Well I bought panels off of ebay. They're also some places you can buy used panels. But at $89 for 100 Watts on Amazon delivered it's hard to beat it. A pulse with modulated inverter which is not the best but will work with most things will be about 100 bucks for 1,000 W maybe 200 bucks for 2000 watts.

If you shift your appliances to use less Watts for example buy a 700 watt microwave oven instead of trying to get a 2000 watt microwave on and then it'll take 4 minutes instead of 2 minutes to reheat your food but you won't have to buy a more expensive inverter or thicker wires.

I think solar panels are so cheap now that it's worth getting one or two and beginning to offset your energy costs immediately. I mean if you can run a 3 amp 110 volt air conditioner in your window off of a couple of solar panels for a few hours in the middle of the day I would imagine that that's going to save you so much on your energy bill these days in Europe in America that that alone is a good reason to do it. Not to mention the fact that a lot of places in Europe are going to experience some brownouts and things so if you can run an electric heater for a few hours in the day and use that to heat up a pile of sand or some rocks then that can emit heat all night when the sun's gone down and you might have heat when no one else does in freezing europe.

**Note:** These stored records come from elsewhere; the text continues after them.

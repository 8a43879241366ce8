//! Domain checks shared by every option setter.
//!
//! Each check returns the accepted value so setters can validate and store
//! in one expression. Failures are [`CameraError::Validation`] errors raised
//! before anything is stored or any process is touched.

use crate::error::{CameraError, Result};
use std::fmt::Display;

/// Check that `value` lies in `min..=max`.
pub fn int_between(name: &str, value: i32, min: i32, max: i32) -> Result<i32> {
    if value < min || value > max {
        return Err(CameraError::validation_error(format!(
            "{name}: expected integer between {min} and {max}, got {value}"
        )));
    }
    Ok(value)
}

/// Check that `value` is exactly one of `valid`.
pub fn one_of<T>(name: &str, value: T, valid: &[T]) -> Result<T>
where
    T: PartialEq + Display,
{
    if valid.contains(&value) {
        return Ok(value);
    }

    let choices = valid
        .iter()
        .map(ToString::to_string)
        .collect::<Vec<_>>()
        .join(", ");
    Err(CameraError::validation_error(format!(
        "{name}: expected value to be one of [{choices}], got {value}"
    )))
}

/// Check that `value` is a finite number strictly greater than zero.
pub fn positive_number(name: &str, value: f64) -> Result<f64> {
    if !value.is_finite() || value <= 0.0 {
        return Err(CameraError::validation_error(format!(
            "{name}: expected positive number, got {value}"
        )));
    }
    Ok(value)
}

/// Check that a required string argument is not empty.
pub fn non_empty<'a>(name: &str, value: &'a str) -> Result<&'a str> {
    if value.is_empty() {
        return Err(CameraError::validation_error(format!("{name} required")));
    }
    Ok(value)
}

Don't forget that the primary use of electricity is for heating and air conditioning in most houses. And you can skip batteries completely if you just run some resistance wire under a pile of sand and a large 55 gallon metal barrel sitting in the middle of your floor and you heat that all day when the sun is out and when the Sun goes down that will radiate that heat all night. You can also heat hot water and put it in hot water bottles in your bed. Etc etc. It's rather easy to store heat to radiate at night. Air conditioning is a little tougher but you can run an ice maker on your solar panels during the day and again blow air over that ice or put it in a plastic bag in your bed to keep you cooler if it's very hot at night. I literally bought an ice maker that can run off an inverter and runs off a 300 watt solar panel system I have and I stuck a beer or two right inside the little ice maker instead of buying a refrigerator.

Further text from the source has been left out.